Data that existed prior to the point in time defined by the RPO can be
restored or recovered, whereas data after that point may not. As you
might expect, a highly critical SharePoint system may have a disaster
recovery plan with a near-zero RPO that does not accept any form of data
loss. Tertiary systems, on the other hand, may have RPOs that are
measured in hours or days.
To illustrate the concepts of
RTO and RPO, consider the disaster recovery plan profile shown in Figure 2. The requirements in this plan are common of
less-critical systems, where some amount of data loss and downtime is
deemed acceptable in the event of a disaster.
In this disaster recovery
plan, a disaster occurs and is declared at 7 a.m. The disaster recovery
plan mandates an RPO of 12 hours and an RTO of 24 hours. To satisfy the
RPO requirement of this plan, a backup or some capture of relevant data
and state must have been performed in the 12 hours leading up to the
declaration of the disaster. At the same time, the RTO requirement
states that the system must be restored to a functional state (qualified
within the disaster recovery plan) within 24 hours of the disaster’s
occurrence.
Figure 3
presents a different set of requirements for recovery when the disaster
is declared at 7 a.m. The RTO and RPO shown are more common of a
SharePoint farm that is of greater importance to the organization that
utilizes it. With an RPO window of one hour and an RTO window of 30
minutes, the potential overall outage window is significantly smaller
than the one illustrated in Figure 2.
As you might imagine,
implementing a disaster recovery solution to address the RTO and RPO
requirements illustrated by the plan shown in Figure 3
carries a different set of challenges than meeting the requirements for
the plan shown in Figure 2. Technical strategies and
supplemental equipment requirements vary significantly between the two.
In a perfect world,
all disaster recovery strategies would involve no loss of data (that is,
have a zero RPO window) and provide instant failover (zero RTO).

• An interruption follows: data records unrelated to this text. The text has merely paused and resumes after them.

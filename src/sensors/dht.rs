//! DHT11 / DHT22 humidity and temperature sensors.
//!
//! The sensor answers a host start pulse with 40 bits. Each bit is a ~50µs
//! low followed by a high whose length carries the value: ~27µs for 0 and
//! ~70µs for 1. The fifth byte is a checksum over the first four.
//!
//! Decoding is pure and always compiled. The bit-banged line reader needs
//! rppal and is gated on the `hardware` feature.

use crate::config::DhtConfig;
use crate::error::{Result, SensorError};
use crate::sensors::data::AirReading;
use crate::sensors::traits::AirSensor;
use serde::{Deserialize, Serialize};
use std::str::FromStr;
use std::thread;
use std::time::Duration;
use tracing::debug;

/// High pulses longer than this are 1 bits.
pub const ONE_BIT_THRESHOLD: Duration = Duration::from_micros(50);

pub const FRAME_BITS: usize = 40;

/// A raw 5-byte frame.
pub type Frame = [u8; 5];

/// Supported DHT variants.
#[derive(Debug, Clone, Copy, PartialEq, Eq, Serialize, Deserialize)]
#[serde(rename_all = "lowercase")]
pub enum DhtModel {
    Dht11,
    Dht22,
}

impl DhtModel {
    /// How long the host holds the line low to request a frame.
    pub fn start_signal(self) -> Duration {
        match self {
            Self::Dht11 => Duration::from_millis(18),
            Self::Dht22 => Duration::from_millis(1),
        }
    }
}

impl FromStr for DhtModel {
    type Err = String;

    fn from_str(s: &str) -> std::result::Result<Self, Self::Err> {
        match s.to_ascii_lowercase().as_str() {
            "dht11" | "11" => Ok(Self::Dht11),
            "dht22" | "22" | "am2302" => Ok(Self::Dht22),
            other => Err(format!("unknown DHT model '{}'", other)),
        }
    }
}

/// Turn 40 high-pulse widths into frame bytes, MSB first.
pub fn decode_pulses(high_times: &[Duration; FRAME_BITS]) -> Frame {
    let mut frame = [0u8; 5];
    for (index, width) in high_times.iter().enumerate() {
        if *width > ONE_BIT_THRESHOLD {
            frame[index / 8] |= 0x80 >> (index % 8);
        }
    }
    frame
}

/// Verify the checksum and decode a frame.
pub fn parse_frame(model: DhtModel, frame: &Frame) -> Result<AirReading> {
    let expected = frame[..4].iter().fold(0u8, |sum, byte| sum.wrapping_add(*byte));
    if expected != frame[4] {
        return Err(SensorError::Checksum {
            expected,
            actual: frame[4],
        });
    }

    let (humidity_percent, celsius) = match model {
        DhtModel::Dht11 => {
            let humidity = frame[0] as f32 + frame[1] as f32 / 10.0;
            let magnitude = frame[2] as f32 + (frame[3] & 0x7f) as f32 / 10.0;
            let celsius = if frame[3] & 0x80 != 0 { -magnitude } else { magnitude };
            (humidity, celsius)
        }
        DhtModel::Dht22 => {
            let humidity = u16::from_be_bytes([frame[0], frame[1]]) as f32 / 10.0;
            let magnitude = u16::from_be_bytes([frame[2] & 0x7f, frame[3]]) as f32 / 10.0;
            let celsius = if frame[2] & 0x80 != 0 { -magnitude } else { magnitude };
            (humidity, celsius)
        }
    };

    if humidity_percent > 100.0 {
        return Err(SensorError::parse_error(format!(
            "Humidity {:.1}% out of range",
            humidity_percent
        )));
    }

    Ok(AirReading {
        celsius,
        humidity_percent,
    })
}

/// Something that can clock a raw frame out of a DHT sensor.
pub trait FrameSource {
    fn read_frame(&mut self, model: DhtModel) -> Result<Frame>;
}

/// DHT sensor with read-and-retry semantics.
pub struct Dht<S> {
    source: S,
    model: DhtModel,
    attempts: u32,
    retry_delay: Duration,
}

impl<S: FrameSource> Dht<S> {
    pub fn new(source: S, model: DhtModel) -> Self {
        Self {
            source,
            model,
            attempts: 15,
            retry_delay: Duration::from_secs(2),
        }
    }

    /// Set attempt count and spacing. DHT parts need about 2s between reads.
    pub fn with_retry(mut self, attempts: u32, retry_delay: Duration) -> Self {
        self.attempts = attempts.max(1);
        self.retry_delay = retry_delay;
        self
    }

    pub fn model(&self) -> DhtModel {
        self.model
    }

    fn read_once(&mut self) -> Result<AirReading> {
        let frame = self.source.read_frame(self.model)?;
        parse_frame(self.model, &frame)
    }
}

impl<S: FrameSource> AirSensor for Dht<S> {
    fn read_air(&mut self) -> Result<AirReading> {
        let mut attempt = 1;
        loop {
            match self.read_once() {
                Ok(reading) => return Ok(reading),
                Err(err) if err.is_transient() && attempt < self.attempts => {
                    debug!("DHT read attempt {} failed: {}", attempt, err);
                    attempt += 1;
                    thread::sleep(self.retry_delay);
                }
                Err(err) => return Err(err),
            }
        }
    }
}

#[cfg(feature = "hardware")]
mod raspberry_pi {
    use super::*;
    use rppal::gpio::{Gpio, IoPin, Level, Mode, PullUpDown};
    use std::time::Instant;

    /// No single phase of the protocol lasts longer than this.
    const EDGE_TIMEOUT: Duration = Duration::from_micros(200);

    /// Bit-banged DHT data line on a BCM GPIO pin.
    pub struct GpioFrameSource {
        pin: IoPin,
        number: u8,
    }

    impl GpioFrameSource {
        pub fn new(number: u8) -> Result<Self> {
            let gpio = Gpio::new().map_err(|e| {
                SensorError::gpio_error(format!("Failed to initialize GPIO: {}", e))
            })?;
            let mut pin = gpio
                .get(number)
                .map_err(|e| SensorError::gpio_error(format!("Failed to access pin {}: {}", number, e)))?
                .into_io(Mode::Input);
            pin.set_pullupdown(PullUpDown::PullUp);
            Ok(Self { pin, number })
        }

        fn wait_for(&self, level: Level, phase: &str) -> Result<Duration> {
            let start = Instant::now();
            while self.pin.read() != level {
                if start.elapsed() > EDGE_TIMEOUT {
                    return Err(SensorError::timeout(format!(
                        "DHT on pin {} stalled waiting for {}",
                        self.number, phase
                    )));
                }
            }
            Ok(start.elapsed())
        }
    }

    impl FrameSource for GpioFrameSource {
        fn read_frame(&mut self, model: DhtModel) -> Result<Frame> {
            self.pin.set_mode(Mode::Output);
            self.pin.set_low();
            thread::sleep(model.start_signal());
            self.pin.set_high();
            self.pin.set_mode(Mode::Input);

            // Response: sensor pulls low ~80µs, then high ~80µs
            self.wait_for(Level::Low, "response")?;
            self.wait_for(Level::High, "response end")?;
            self.wait_for(Level::Low, "first bit")?;

            let mut high_times = [Duration::ZERO; FRAME_BITS];
            for width in high_times.iter_mut() {
                self.wait_for(Level::High, "bit start")?;
                *width = self.wait_for(Level::Low, "bit end")?;
            }

            Ok(decode_pulses(&high_times))
        }
    }
}

#[cfg(feature = "hardware")]
pub use raspberry_pi::GpioFrameSource;

/// Open the DHT sensor described by `config`.
#[cfg(feature = "hardware")]
pub fn open(config: &DhtConfig) -> Result<Box<dyn AirSensor + Send>> {
    let source = GpioFrameSource::new(config.pin)?;
    Ok(Box::new(
        Dht::new(source, config.model)
            .with_retry(config.attempts, Duration::from_millis(config.retry_delay_ms)),
    ))
}

/// Open the DHT sensor described by `config`.
#[cfg(not(feature = "hardware"))]
pub fn open(config: &DhtConfig) -> Result<Box<dyn AirSensor + Send>> {
    Err(SensorError::unavailable(format!(
        "DHT on GPIO {} requires the `hardware` feature",
        config.pin
    )))
}

#[cfg(test)]
mod tests {
    use super::*;
    use std::collections::VecDeque;

    struct Scripted(VecDeque<Result<Frame>>);

    impl FrameSource for Scripted {
        fn read_frame(&mut self, _model: DhtModel) -> Result<Frame> {
            self.0
                .pop_front()
                .unwrap_or_else(|| Err(SensorError::timeout("script exhausted")))
        }
    }

    fn pulses_for(frame: Frame) -> [Duration; FRAME_BITS] {
        let mut pulses = [Duration::from_micros(26); FRAME_BITS];
        for (index, pulse) in pulses.iter_mut().enumerate() {
            if frame[index / 8] & (0x80 >> (index % 8)) != 0 {
                *pulse = Duration::from_micros(70);
            }
        }
        pulses
    }

    #[test]
    fn test_decode_pulses() {
        let frame = [0x2d, 0x00, 0x16, 0x05, 0x48];
        assert_eq!(decode_pulses(&pulses_for(frame)), frame);
    }

    #[test]
    fn test_parse_dht11() {
        let reading = parse_frame(DhtModel::Dht11, &[45, 0, 22, 5, 72]).unwrap();
        assert_eq!(reading.humidity_percent, 45.0);
        assert!((reading.celsius - 22.5).abs() < 0.01);
    }

    #[test]
    fn test_parse_dht11_negative() {
        let reading = parse_frame(DhtModel::Dht11, &[30, 0, 3, 0x82, 0xa3]).unwrap();
        assert!((reading.celsius + 3.2).abs() < 0.01);
    }

    #[test]
    fn test_parse_dht22() {
        // 65.2 %RH, -10.1 C
        let frame = [0x02, 0x8c, 0x80, 0x65, 0x73];
        let reading = parse_frame(DhtModel::Dht22, &frame).unwrap();
        assert!((reading.humidity_percent - 65.2).abs() < 0.01);
        assert!((reading.celsius + 10.1).abs() < 0.01);
    }

    #[test]
    fn test_checksum_mismatch() {
        let err = parse_frame(DhtModel::Dht11, &[45, 0, 22, 5, 0]).unwrap_err();
        assert!(matches!(err, SensorError::Checksum { expected: 72, actual: 0 }));
    }

    #[test]
    fn test_humidity_out_of_range() {
        assert!(parse_frame(DhtModel::Dht11, &[120, 0, 20, 0, 140]).is_err());
    }

    #[test]
    fn test_retry_until_valid() {
        let script = Scripted(VecDeque::from(vec![
            Err(SensorError::timeout("edge")),
            Ok([45, 0, 22, 5, 0]),
            Ok([45, 0, 22, 5, 72]),
        ]));
        let mut dht = Dht::new(script, DhtModel::Dht11).with_retry(5, Duration::ZERO);
        let reading = dht.read_air().unwrap();
        assert_eq!(reading.humidity_percent, 45.0);
    }

    #[test]
    fn test_retry_gives_up() {
        let script = Scripted(VecDeque::new());
        let mut dht = Dht::new(script, DhtModel::Dht11).with_retry(3, Duration::ZERO);
        assert!(matches!(dht.read_air(), Err(SensorError::Timeout(_))));
    }

    #[test]
    fn test_permanent_error_not_retried() {
        let script = Scripted(VecDeque::from(vec![
            Err(SensorError::gpio_error("pin busy")),
            Ok([45, 0, 22, 5, 72]),
        ]));
        let mut dht = Dht::new(script, DhtModel::Dht11).with_retry(5, Duration::ZERO);
        assert!(matches!(dht.read_air(), Err(SensorError::Gpio(_))));
    }

    #[test]
    fn test_model_parsing() {
        assert_eq!("DHT22".parse::<DhtModel>(), Ok(DhtModel::Dht22));
        assert_eq!("11".parse::<DhtModel>(), Ok(DhtModel::Dht11));
        assert!("dht99".parse::<DhtModel>().is_err());
    }
}
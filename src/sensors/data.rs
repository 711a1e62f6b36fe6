//! Data structures for sensor readings.

use crate::units::{celsius_to_fahrenheit, hpa_to_inhg};
use serde::{Deserialize, Serialize};
use std::fmt;

/// Every reading taken during one poll.
#[derive(Debug, Clone, Default, Serialize, Deserialize)]
pub struct SensorSnapshot {
    /// Timestamp when this snapshot was taken (Unix timestamp in milliseconds)
    pub timestamp: u64,
    /// One-wire probes, `None` when the bus is disabled
    pub probes: Option<Vec<ProbeReading>>,
    /// DHT air temperature and humidity
    pub air: Option<AirReading>,
    /// BME280 temperature, humidity and pressure
    pub climate: Option<ClimateReading>,
    /// ADS1115 soil moisture channel
    pub moisture: Option<MoistureReading>,
    /// Sensors that failed on this poll
    pub faults: Vec<SensorFault>,
}

/// A single one-wire temperature probe.
#[derive(Debug, Clone, PartialEq, Serialize, Deserialize)]
pub struct ProbeReading {
    /// Sysfs device name (e.g., "28-0316a2795aff")
    pub device_id: String,
    /// 1-based place in discovery order, kept when earlier probes fail
    pub position: usize,
    pub celsius: f32,
}

/// DHT air reading.
#[derive(Debug, Clone, Copy, PartialEq, Serialize, Deserialize)]
pub struct AirReading {
    pub celsius: f32,
    pub humidity_percent: f32,
}

/// BME280 reading.
#[derive(Debug, Clone, Copy, PartialEq, Serialize, Deserialize)]
pub struct ClimateReading {
    pub celsius: f32,
    pub humidity_percent: f32,
    pub pressure_hpa: f32,
}

/// Soil moisture probe sampled through the ADC.
#[derive(Debug, Clone, Copy, PartialEq, Serialize, Deserialize)]
pub struct MoistureReading {
    /// ADC input (0-3)
    pub channel: u8,
    /// Signed conversion result in counts
    pub raw: i16,
    /// Input voltage for the configured gain
    pub volts: f32,
}

/// Which sensor a fault belongs to.
#[derive(Debug, Clone, Copy, PartialEq, Eq, Serialize, Deserialize)]
#[serde(rename_all = "lowercase")]
pub enum SensorKind {
    OneWire,
    Dht,
    Bme280,
    Ads1115,
}

/// A failed read recorded in place of its value.
#[derive(Debug, Clone, PartialEq, Serialize, Deserialize)]
pub struct SensorFault {
    pub sensor: SensorKind,
    /// Device within the sensor group, for one-wire probes
    pub device: Option<String>,
    pub message: String,
}

impl SensorSnapshot {
    /// Create an empty snapshot with the current timestamp.
    pub fn new() -> Self {
        Self {
            timestamp: std::time::SystemTime::now()
                .duration_since(std::time::UNIX_EPOCH)
                .unwrap_or_default()
                .as_millis() as u64,
            ..Default::default()
        }
    }

    /// Whether every present sensor returned a value.
    pub fn is_clean(&self) -> bool {
        self.faults.is_empty()
    }
}

impl ProbeReading {
    pub fn fahrenheit(&self) -> f32 {
        celsius_to_fahrenheit(self.celsius)
    }
}

impl AirReading {
    pub fn fahrenheit(&self) -> f32 {
        celsius_to_fahrenheit(self.celsius)
    }
}

impl ClimateReading {
    pub fn fahrenheit(&self) -> f32 {
        celsius_to_fahrenheit(self.celsius)
    }

    pub fn pressure_inhg(&self) -> f32 {
        hpa_to_inhg(self.pressure_hpa)
    }
}

impl SensorKind {
    /// Console label for this sensor group.
    pub fn label(self) -> &'static str {
        match self {
            Self::OneWire => "Probes",
            Self::Dht => "Air Temp",
            Self::Bme280 => "BME280",
            Self::Ads1115 => "Soil Moisture",
        }
    }
}

impl fmt::Display for SensorKind {
    fn fmt(&self, f: &mut fmt::Formatter<'_>) -> fmt::Result {
        f.write_str(self.label())
    }
}

impl SensorFault {
    pub fn new(sensor: SensorKind, message: impl Into<String>) -> Self {
        Self {
            sensor,
            device: None,
            message: message.into(),
        }
    }

    pub fn for_device(sensor: SensorKind, device: impl Into<String>, message: impl Into<String>) -> Self {
        Self {
            sensor,
            device: Some(device.into()),
            message: message.into(),
        }
    }
}
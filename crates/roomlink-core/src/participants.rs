use crate::events::TrackKind;
use crate::session::{ParticipantState, PublicationInfo};

/// Read-only view of a participant at the time it was taken.
#[derive(Debug, Clone, PartialEq, Eq)]
pub struct ParticipantSnapshot {
    pub identity: String,
    pub name: Option<String>,
    pub metadata: Option<String>,
    pub is_speaking: bool,
    pub audio_publications: Vec<PublicationInfo>,
    pub video_publications: Vec<PublicationInfo>,
}

impl From<ParticipantState> for ParticipantSnapshot {
    fn from(state: ParticipantState) -> Self {
        let (audio_publications, video_publications) = state
            .publications
            .into_iter()
            .partition(|p| p.kind == TrackKind::Audio);
        Self {
            identity: state.identity,
            name: non_empty(state.name),
            metadata: non_empty(state.metadata),
            is_speaking: state.is_speaking,
            audio_publications,
            video_publications,
        }
    }
}

pub(crate) fn non_empty(s: String) -> Option<String> {
    if s.is_empty() { None } else { Some(s) }
}
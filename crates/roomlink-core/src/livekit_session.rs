use std::sync::{Arc, Mutex, PoisonError, RwLock};

use livekit::participant::ConnectionQuality as LkConnectionQuality;
use livekit::prelude::{
    ConnectionState as LkConnectionState, LocalParticipant, Participant, RemoteParticipant, Room,
    RoomEvent, RoomOptions,
};
use livekit::track::{TrackKind as LkTrackKind, TrackSource as LkTrackSource};
use tokio::sync::mpsc::UnboundedReceiver;
use tokio::task::JoinHandle;

use crate::errors::SessionError;
use crate::events::{
    ConnectionQuality, EventEmitter, EventHandler, SessionEvent, SessionEventKind, TrackKind,
    TrackSource,
};
use crate::options::{ConnectSettings, SessionSettings};
use crate::session::{ParticipantState, PublicationInfo, RoomSession, SessionState};

type RoomSlot = Arc<RwLock<Option<Arc<Room>>>>;

/// [`RoomSession`] backed by a LiveKit room.
///
/// The `livekit::Room` only exists once connected, so subscriptions are
/// kept here and fed from a task draining the room's event channel.
pub struct LiveKitSession {
    settings: SessionSettings,
    room: RoomSlot,
    emitter: EventEmitter,
    event_task: Mutex<Option<JoinHandle<()>>>,
}

impl LiveKitSession {
    pub fn new(settings: SessionSettings) -> Self {
        Self {
            settings,
            room: Arc::new(RwLock::new(None)),
            emitter: EventEmitter::new(),
            event_task: Mutex::new(None),
        }
    }

    pub fn settings(&self) -> SessionSettings {
        self.settings
    }

    /// The underlying LiveKit room, while connected.
    pub fn room(&self) -> Option<Arc<Room>> {
        self.room.read().unwrap_or_else(PoisonError::into_inner).clone()
    }

    fn room_options(&self, options: ConnectSettings) -> RoomOptions {
        let mut room_options = RoomOptions::default();
        room_options.auto_subscribe = options.auto_subscribe;
        room_options.adaptive_stream = self.settings.adaptive_stream;
        room_options.dynacast = self.settings.dynacast;
        if let Some(retries) = options.join_retries {
            room_options.join_retries = retries;
        }
        room_options
    }

    async fn event_loop(
        mut events: UnboundedReceiver<RoomEvent>,
        emitter: EventEmitter,
        slot: RoomSlot,
        own: Arc<Room>,
    ) {
        while let Some(event) = events.recv().await {
            let disconnected = matches!(event, RoomEvent::Disconnected { .. });
            if disconnected && !release_slot(&slot, &own) {
                // A newer room has replaced this one; its events are stale.
                break;
            }
            match translate(event) {
                Some(event) => emitter.emit(&event),
                None => continue,
            }
            if disconnected {
                break;
            }
        }
        tracing::debug!("room event loop ended");
    }

    /// Close and forget the current room, if any, and stop its event task.
    async fn release_current(&self) -> Result<(), SessionError> {
        if let Some(handle) = self.event_task.lock().unwrap_or_else(PoisonError::into_inner).take() {
            handle.abort();
        }
        let room = self.room.write().unwrap_or_else(PoisonError::into_inner).take();
        match room {
            Some(room) => room
                .close()
                .await
                .map_err(|e| SessionError::Disconnect(e.to_string())),
            None => Ok(()),
        }
    }
}

/// Empty `slot` if it still holds `own`. Returns `false` when another
/// room has taken its place.
fn release_slot<T>(slot: &RwLock<Option<Arc<T>>>, own: &Arc<T>) -> bool {
    let mut slot = slot.write().unwrap_or_else(PoisonError::into_inner);
    match slot.as_ref() {
        Some(current) if !Arc::ptr_eq(current, own) => false,
        _ => {
            *slot = None;
            true
        }
    }
}

impl Drop for LiveKitSession {
    fn drop(&mut self) {
        if let Some(handle) = self.event_task.lock().unwrap_or_else(PoisonError::into_inner).take() {
            handle.abort();
        }
    }
}

impl RoomSession for LiveKitSession {
    fn on(&self, kind: SessionEventKind, handler: EventHandler) {
        self.emitter.on(kind, handler);
    }

    async fn connect(
        &self,
        url: &str,
        token: &str,
        options: ConnectSettings,
    ) -> Result<(), SessionError> {
        if let Err(e) = self.release_current().await {
            tracing::warn!("failed to close previous room before reconnecting: {e}");
        }

        let (room, events) = Room::connect(url, token, self.room_options(options))
            .await
            .map_err(|e| SessionError::Connect(e.to_string()))?;

        let room = Arc::new(room);
        *self.room.write().unwrap_or_else(PoisonError::into_inner) = Some(room.clone());

        let handle = tokio::spawn(Self::event_loop(
            events,
            self.emitter.clone(),
            self.room.clone(),
            room,
        ));
        *self.event_task.lock().unwrap_or_else(PoisonError::into_inner) = Some(handle);
        Ok(())
    }

    async fn disconnect(&self) -> Result<(), SessionError> {
        let room = self.room.write().unwrap_or_else(PoisonError::into_inner).take();
        match room {
            Some(room) => room
                .close()
                .await
                .map_err(|e| SessionError::Disconnect(e.to_string())),
            None => Ok(()),
        }
    }

    fn name(&self) -> String {
        self.room().map(|r| r.name()).unwrap_or_default()
    }

    fn metadata(&self) -> String {
        self.room().map(|r| r.metadata()).unwrap_or_default()
    }

    fn state(&self) -> SessionState {
        match self.room().map(|r| r.connection_state()) {
            Some(LkConnectionState::Connected) => SessionState::Connected,
            Some(LkConnectionState::Reconnecting) => SessionState::Reconnecting,
            _ => SessionState::Disconnected,
        }
    }

    fn participant_count(&self) -> usize {
        let Some(room) = self.room() else { return 0 };
        let local = usize::from(matches!(room.connection_state(), LkConnectionState::Connected));
        room.remote_participants().len() + local
    }

    fn local_participant(&self) -> Option<ParticipantState> {
        self.room().map(|r| local_state(&r.local_participant()))
    }

    fn remote_participants(&self) -> Vec<ParticipantState> {
        let Some(room) = self.room() else {
            return Vec::new();
        };
        room.remote_participants().values().map(remote_state).collect()
    }
}

fn translate(event: RoomEvent) -> Option<SessionEvent> {
    let event = match event {
        // A completed reconnect is reported the same way as the first connect.
        RoomEvent::Connected { .. } | RoomEvent::Reconnected => SessionEvent::Connected,
        RoomEvent::Disconnected { reason } => SessionEvent::Disconnected {
            reason: format!("{reason:?}"),
        },
        RoomEvent::Reconnecting => SessionEvent::Reconnecting,
        RoomEvent::ParticipantConnected(p) => SessionEvent::ParticipantConnected {
            identity: p.identity().to_string(),
        },
        RoomEvent::ParticipantDisconnected(p) => SessionEvent::ParticipantDisconnected {
            identity: p.identity().to_string(),
        },
        RoomEvent::ConnectionQualityChanged { quality, participant } => {
            SessionEvent::ConnectionQualityChanged {
                identity: match participant {
                    Participant::Local(_) => None,
                    Participant::Remote(p) => Some(p.identity().to_string()),
                },
                quality: quality_from(quality),
            }
        }
        RoomEvent::TrackSubscribed { track, publication, participant } => {
            SessionEvent::TrackSubscribed {
                identity: participant.identity().to_string(),
                track_sid: track.sid().to_string(),
                kind: kind_from(publication.kind()),
            }
        }
        RoomEvent::TrackUnsubscribed { track, publication, participant } => {
            SessionEvent::TrackUnsubscribed {
                identity: participant.identity().to_string(),
                track_sid: track.sid().to_string(),
                kind: kind_from(publication.kind()),
            }
        }
        other => {
            tracing::trace!("unhandled room event: {other:?}");
            return None;
        }
    };
    Some(event)
}

fn quality_from(quality: LkConnectionQuality) -> ConnectionQuality {
    match quality {
        LkConnectionQuality::Excellent => ConnectionQuality::Excellent,
        LkConnectionQuality::Good => ConnectionQuality::Good,
        LkConnectionQuality::Poor => ConnectionQuality::Poor,
        LkConnectionQuality::Lost => ConnectionQuality::Lost,
    }
}

fn kind_from(kind: LkTrackKind) -> TrackKind {
    match kind {
        LkTrackKind::Audio => TrackKind::Audio,
        LkTrackKind::Video => TrackKind::Video,
    }
}

fn source_from(source: LkTrackSource) -> TrackSource {
    match source {
        LkTrackSource::Microphone => TrackSource::Microphone,
        LkTrackSource::Camera => TrackSource::Camera,
        LkTrackSource::Screenshare => TrackSource::ScreenShare,
        LkTrackSource::ScreenshareAudio => TrackSource::ScreenShareAudio,
        _ => TrackSource::Unknown,
    }
}

fn local_state(p: &LocalParticipant) -> ParticipantState {
    ParticipantState {
        identity: p.identity().to_string(),
        name: p.name(),
        metadata: p.metadata(),
        is_speaking: p.is_speaking(),
        publications: p
            .track_publications()
            .values()
            .map(|publication| PublicationInfo {
                sid: publication.sid().to_string(),
                name: publication.name(),
                kind: kind_from(publication.kind()),
                source: source_from(publication.source()),
                is_muted: publication.is_muted(),
            })
            .collect(),
    }
}

fn remote_state(p: &RemoteParticipant) -> ParticipantState {
    ParticipantState {
        identity: p.identity().to_string(),
        name: p.name(),
        metadata: p.metadata(),
        is_speaking: p.is_speaking(),
        publications: p
            .track_publications()
            .values()
            .map(|publication| PublicationInfo {
                sid: publication.sid().to_string(),
                name: publication.name(),
                kind: kind_from(publication.kind()),
                source: source_from(publication.source()),
                is_muted: publication.is_muted(),
            })
            .collect(),
    }
}

#[cfg(test)]
mod tests {
    use super::*;

    #[test]
    fn unconnected_session_reports_nothing() {
        let session = LiveKitSession::new(SessionSettings::default());
        assert_eq!(session.state(), SessionState::Disconnected);
        assert_eq!(session.participant_count(), 0);
        assert_eq!(session.name(), "");
        assert!(session.local_participant().is_none());
        assert!(session.remote_participants().is_empty());
    }

    #[test]
    fn room_options_follow_merged_settings() {
        let session = LiveKitSession::new(SessionSettings {
            adaptive_stream: false,
            dynacast: true,
        });
        let options = session.room_options(ConnectSettings {
            auto_subscribe: false,
            join_retries: Some(7),
        });
        assert!(!options.adaptive_stream);
        assert!(options.dynacast);
        assert!(!options.auto_subscribe);
        assert_eq!(options.join_retries, 7);
    }

    #[tokio::test]
    async fn disconnect_without_room_is_a_no_op() {
        let session = LiveKitSession::new(SessionSettings::default());
        assert!(session.disconnect().await.is_ok());
    }

    #[test]
    fn stale_room_does_not_clear_its_replacement() {
        let first = Arc::new(1u8);
        let second = Arc::new(2u8);
        let slot = RwLock::new(Some(second.clone()));

        assert!(!release_slot(&slot, &first));
        assert!(slot.read().unwrap().as_ref().is_some_and(|r| Arc::ptr_eq(r, &second)));

        assert!(release_slot(&slot, &second));
        assert!(slot.read().unwrap().is_none());
        // Already released by an explicit disconnect: the event still counts.
        assert!(release_slot(&slot, &second));
    }

    #[tokio::test]
    async fn releasing_an_idle_session_is_a_no_op() {
        let session = LiveKitSession::new(SessionSettings::default());
        assert!(session.release_current().await.is_ok());
        assert!(session.room().is_none());
        assert!(session.event_task.lock().unwrap().is_none());
    }

    #[test]
    fn quality_maps_one_to_one() {
        assert_eq!(quality_from(LkConnectionQuality::Excellent), ConnectionQuality::Excellent);
        assert_eq!(quality_from(LkConnectionQuality::Lost), ConnectionQuality::Lost);
    }

    #[test]
    fn reconnecting_event_is_translated() {
        assert_eq!(translate(RoomEvent::Reconnecting), Some(SessionEvent::Reconnecting));
        assert_eq!(translate(RoomEvent::Reconnected), Some(SessionEvent::Connected));
    }
}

Unfortunately, the cost of such strategies for SharePoint farms is
exceptional and prohibitive for all but the most critical of business
uses. As part of their disaster recovery planning, most organizations
discover that as RPO and RTO target windows shrink, the cost of an
associated disaster recovery strategy goes up. The challenge then
becomes balancing data loss and downtime against the total cost of
implementing an appropriate and effective disaster recovery strategy.